DATA FOR THE TASK Start Marker

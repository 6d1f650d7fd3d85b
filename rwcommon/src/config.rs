// Copyright 2024-Present Datadog, Inc. https://www.datadoghq.com/
// SPDX-License-Identifier: Apache-2.0

//! Core server configuration.
//!
//! The config is built once at startup and shared by reference; components
//! never re-read it.  Every field has a usable default so tests can run on
//! `Config::default()` and only override what they exercise.  `from_env`
//! applies `RW_`-prefixed environment overrides on top of defaults, in the
//! same spirit as the rest of our services.

use std::collections::HashMap;
use std::str::FromStr;

use serde::{Deserialize, Serialize};
use uuid::Uuid;

#[derive(Debug, thiserror::Error, PartialEq, Eq)]
pub enum ConfigError {
    #[error("invalid rate string: {0}")]
    InvalidRate(String),
    #[error("invalid alert definition: {0}")]
    InvalidAlertDefinition(String),
    #[error("invalid source definition: {0}")]
    InvalidSourceDefinition(String),
}

/// Time unit for alert rate limiting.  Ordered so that a finer unit compares
/// less than a coarser one.
#[derive(Debug, Clone, Copy, PartialEq, Eq, PartialOrd, Ord, Serialize, Deserialize)]
pub enum RateUnit {
    Second,
    Minute,
    Hour,
    Day,
}

impl RateUnit {
    pub fn window_secs(&self) -> u64 {
        match self {
            RateUnit::Second => 1,
            RateUnit::Minute => 60,
            RateUnit::Hour => 3600,
            RateUnit::Day => 86400,
        }
    }
}

/// Parse a `N/unit` rate string.  A missing unit means per-minute.
pub fn parse_rate(s: &str) -> Result<(u64, RateUnit), ConfigError> {
    let (num, unit) = match s.split_once('/') {
        Some((n, u)) => (n, Some(u)),
        None => (s, None),
    };

    let rate: u64 = num
        .trim()
        .parse()
        .map_err(|_| ConfigError::InvalidRate(s.to_string()))?;

    let unit = match unit.map(|u| u.trim().to_ascii_lowercase()) {
        None => RateUnit::Minute,
        Some(u) => match u.as_str() {
            "sec" | "second" => RateUnit::Second,
            "min" | "minute" => RateUnit::Minute,
            "hr" | "hour" => RateUnit::Hour,
            "day" => RateUnit::Day,
            _ => return Err(ConfigError::InvalidRate(s.to_string())),
        },
    };

    Ok((rate, unit))
}

/// One `alert=name,limit,burst` config line, parsed.
#[derive(Debug, Clone, PartialEq, Eq)]
pub struct AlertDefinition {
    pub name: String,
    pub limit_rate: u64,
    pub limit_unit: RateUnit,
    pub burst_rate: u64,
    pub burst_unit: RateUnit,
}

impl FromStr for AlertDefinition {
    type Err = ConfigError;

    fn from_str(s: &str) -> Result<Self, Self::Err> {
        let parts: Vec<&str> = s.split(',').collect();
        if parts.len() != 3 {
            return Err(ConfigError::InvalidAlertDefinition(s.to_string()));
        }

        let (limit_rate, limit_unit) = parse_rate(parts[1])?;
        let (burst_rate, burst_unit) = parse_rate(parts[2])?;

        Ok(AlertDefinition {
            name: parts[0].trim().to_uppercase(),
            limit_rate,
            limit_unit,
            burst_rate,
            burst_unit,
        })
    }
}

/// A parsed `iface:opt=val,opt=val` capture source definition.  Options keep
/// their first occurrence; keys are case-insensitive.  List-valued options
/// are double-quoted so their commas survive the option split:
/// `wlan0:channels="1,6,11",name=office`.
#[derive(Debug, Clone, Default, PartialEq, Eq)]
pub struct SourceDefinition {
    pub interface: String,
    pub options: HashMap<String, String>,
    pub raw: String,
}

/// Split on commas that are not inside double quotes.
fn split_options(s: &str) -> Vec<String> {
    let mut out = Vec::new();
    let mut cur = String::new();
    let mut quoted = false;

    for c in s.chars() {
        match c {
            '"' => quoted = !quoted,
            ',' if !quoted => {
                out.push(std::mem::take(&mut cur));
            }
            _ => cur.push(c),
        }
    }
    if !cur.is_empty() {
        out.push(cur);
    }
    out
}

impl SourceDefinition {
    pub fn opt(&self, key: &str) -> Option<&str> {
        self.options.get(&key.to_ascii_lowercase()).map(|s| s.as_str())
    }

    pub fn opt_bool(&self, key: &str, default: bool) -> bool {
        match self.opt(key) {
            Some(v) => matches!(v.to_ascii_lowercase().as_str(), "true" | "yes" | "1"),
            None => default,
        }
    }

    /// Comma-split list option, empty when the option is absent.
    pub fn opt_list(&self, key: &str) -> Vec<String> {
        match self.opt(key) {
            Some(v) if !v.is_empty() => v.split(',').map(|s| s.trim().to_string()).collect(),
            _ => Vec::new(),
        }
    }
}

impl FromStr for SourceDefinition {
    type Err = ConfigError;

    fn from_str(s: &str) -> Result<Self, Self::Err> {
        if s.is_empty() {
            return Err(ConfigError::InvalidSourceDefinition(s.to_string()));
        }

        let (interface, optstr) = match s.split_once(':') {
            Some((i, o)) => (i, o),
            None => (s, ""),
        };

        if interface.is_empty() {
            return Err(ConfigError::InvalidSourceDefinition(s.to_string()));
        }

        let mut options = HashMap::new();
        if !optstr.is_empty() {
            for opt in split_options(optstr) {
                let (k, v) = opt
                    .split_once('=')
                    .ok_or_else(|| ConfigError::InvalidSourceDefinition(s.to_string()))?;
                options
                    .entry(k.trim().to_ascii_lowercase())
                    .or_insert_with(|| v.trim().to_string());
            }
        }

        Ok(SourceDefinition {
            interface: interface.to_string(),
            options,
            raw: s.to_string(),
        })
    }
}

#[derive(Debug, Clone, Serialize, Deserialize)]
pub struct Config {
    /// Identifies this server in device keys and snapshots.
    pub server_uuid: Uuid,
    pub server_name: String,
    pub server_description: String,
    pub server_location: String,

    /// Retained alert ring size.
    pub alert_backlog: usize,
    /// `name,limit,burst` alert definitions, applied at startup.
    pub alert_definitions: Vec<String>,

    /// Packet worker count; 0 means one per hardware thread.
    pub packet_threads: usize,
    /// Per-worker queue depth beyond which packets are dropped.
    pub packet_backlog_limit: usize,
    /// Per-worker queue depth that triggers a backlog warning; 0 disables.
    pub packet_log_warning: usize,

    pub log_packets: bool,
    pub log_duplicate_packets: bool,
    pub log_data_packets: bool,
    /// Retention in seconds per table; 0 keeps rows forever.
    pub log_packet_timeout: u64,
    pub log_device_timeout: u64,
    pub log_alert_timeout: u64,
    pub log_message_timeout: u64,
    pub log_snapshot_timeout: u64,
    /// Unlink the database file right after opening it.
    pub log_ephemeral: bool,

    /// Device filter default (true = block) plus `phy,mac,block` entries.
    pub log_device_filter_default: bool,
    pub log_device_filter: Vec<String>,
    pub log_packet_filter_default: bool,
    pub log_packet_filter: Vec<String>,
}

impl Default for Config {
    fn default() -> Self {
        Config {
            server_uuid: Uuid::new_v4(),
            server_name: "radiowatch".to_string(),
            server_description: String::new(),
            server_location: String::new(),

            alert_backlog: 50,
            alert_definitions: Vec::new(),

            packet_threads: 0,
            packet_backlog_limit: 8192,
            packet_log_warning: 0,

            log_packets: true,
            log_duplicate_packets: false,
            log_data_packets: true,
            log_packet_timeout: 0,
            log_device_timeout: 0,
            log_alert_timeout: 0,
            log_message_timeout: 0,
            log_snapshot_timeout: 0,
            log_ephemeral: false,

            log_device_filter_default: false,
            log_device_filter: Vec::new(),
            log_packet_filter_default: false,
            log_packet_filter: Vec::new(),
        }
    }
}

fn env_parse<T: FromStr>(key: &str, default: T) -> T {
    std::env::var(key)
        .ok()
        .and_then(|v| v.parse().ok())
        .unwrap_or(default)
}

fn env_bool(key: &str, default: bool) -> bool {
    match std::env::var(key) {
        Ok(v) => matches!(v.to_ascii_lowercase().as_str(), "true" | "yes" | "1"),
        Err(_) => default,
    }
}

impl Config {
    /// Defaults with `RW_*` environment overrides for the knobs that matter
    /// in deployment.
    pub fn from_env() -> Self {
        let d = Config::default();
        Config {
            server_name: env_parse("RW_SERVER_NAME", d.server_name),
            server_description: env_parse("RW_SERVER_DESCRIPTION", d.server_description),
            server_location: env_parse("RW_SERVER_LOCATION", d.server_location),
            alert_backlog: env_parse("RW_ALERT_BACKLOG", d.alert_backlog),
            packet_threads: env_parse("RW_PACKET_THREADS", d.packet_threads),
            packet_backlog_limit: env_parse("RW_PACKET_BACKLOG_LIMIT", d.packet_backlog_limit),
            packet_log_warning: env_parse("RW_PACKET_LOG_WARNING", d.packet_log_warning),
            log_packets: env_bool("RW_LOG_PACKETS", d.log_packets),
            log_duplicate_packets: env_bool("RW_LOG_DUPLICATE_PACKETS", d.log_duplicate_packets),
            log_data_packets: env_bool("RW_LOG_DATA_PACKETS", d.log_data_packets),
            log_packet_timeout: env_parse("RW_LOG_PACKET_TIMEOUT", d.log_packet_timeout),
            log_device_timeout: env_parse("RW_LOG_DEVICE_TIMEOUT", d.log_device_timeout),
            log_alert_timeout: env_parse("RW_LOG_ALERT_TIMEOUT", d.log_alert_timeout),
            log_message_timeout: env_parse("RW_LOG_MESSAGE_TIMEOUT", d.log_message_timeout),
            log_snapshot_timeout: env_parse("RW_LOG_SNAPSHOT_TIMEOUT", d.log_snapshot_timeout),
            log_ephemeral: env_bool("RW_LOG_EPHEMERAL_DANGEROUS", d.log_ephemeral),
            ..d
        }
    }

    pub fn parsed_alert_definitions(&self) -> Result<Vec<AlertDefinition>, ConfigError> {
        self.alert_definitions.iter().map(|s| s.parse()).collect()
    }
}

#[cfg(test)]
mod tests {
    use super::*;

    #[test]
    fn test_parse_rate() {
        assert_eq!(parse_rate("10/min").unwrap(), (10, RateUnit::Minute));
        assert_eq!(parse_rate("5/sec").unwrap(), (5, RateUnit::Second));
        assert_eq!(parse_rate("2/hour").unwrap(), (2, RateUnit::Hour));
        assert_eq!(parse_rate("1/day").unwrap(), (1, RateUnit::Day));
        // missing unit defaults to minutes
        assert_eq!(parse_rate("7").unwrap(), (7, RateUnit::Minute));
        assert!(parse_rate("x/min").is_err());
        assert!(parse_rate("5/fortnight").is_err());
    }

    #[test]
    fn test_rate_unit_ordering() {
        assert!(RateUnit::Second < RateUnit::Minute);
        assert!(RateUnit::Minute < RateUnit::Hour);
        assert!(RateUnit::Hour < RateUnit::Day);
    }

    #[test]
    fn test_alert_definition() {
        let d: AlertDefinition = "probechan,10/min,2/sec".parse().unwrap();
        assert_eq!(d.name, "PROBECHAN");
        assert_eq!((d.limit_rate, d.limit_unit), (10, RateUnit::Minute));
        assert_eq!((d.burst_rate, d.burst_unit), (2, RateUnit::Second));

        assert!("justaname".parse::<AlertDefinition>().is_err());
        assert!("a,b,c,d".parse::<AlertDefinition>().is_err());
    }

    #[test]
    fn test_source_definition() {
        let def: SourceDefinition = "wlan0:name=office,channels=\"1,6,11\"".parse().unwrap();
        assert_eq!(def.interface, "wlan0");
        assert_eq!(def.opt("name"), Some("office"));
        assert_eq!(def.opt_list("channels"), vec!["1", "6", "11"]);

        let def: SourceDefinition = "wlan1".parse().unwrap();
        assert_eq!(def.interface, "wlan1");
        assert!(def.options.is_empty());

        let def: SourceDefinition = "wlan0:retry=TRUE,uuid=abc".parse().unwrap();
        assert!(def.opt_bool("retry", false));
        assert_eq!(def.opt("UUID"), Some("abc"));

        assert!("".parse::<SourceDefinition>().is_err());
        assert!(":opt=val".parse::<SourceDefinition>().is_err());
        // bare word in the option list
        assert!("wlan0:name=x,standalone".parse::<SourceDefinition>().is_err());
    }
}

DATA FOR THE TASK End Marker

§ EXERCISE DETAILS: In the records above, the line with "Some(u) => match" marks the start and the line with "config line, parsed." marks the end; copy that stretch exactly, both lines included, and nothing else.

§ ANSWER TO THIS TASK:
        Some(u) => match u.as_str() {
            "sec" | "second" => RateUnit::Second,
            "min" | "minute" => RateUnit::Minute,
            "hr" | "hour" => RateUnit::Hour,
            "day" => RateUnit::Day,
            _ => return Err(ConfigError::InvalidRate(s.to_string())),
        },
    };

    Ok((rate, unit))
}

/// One `alert=name,limit,burst` config line, parsed.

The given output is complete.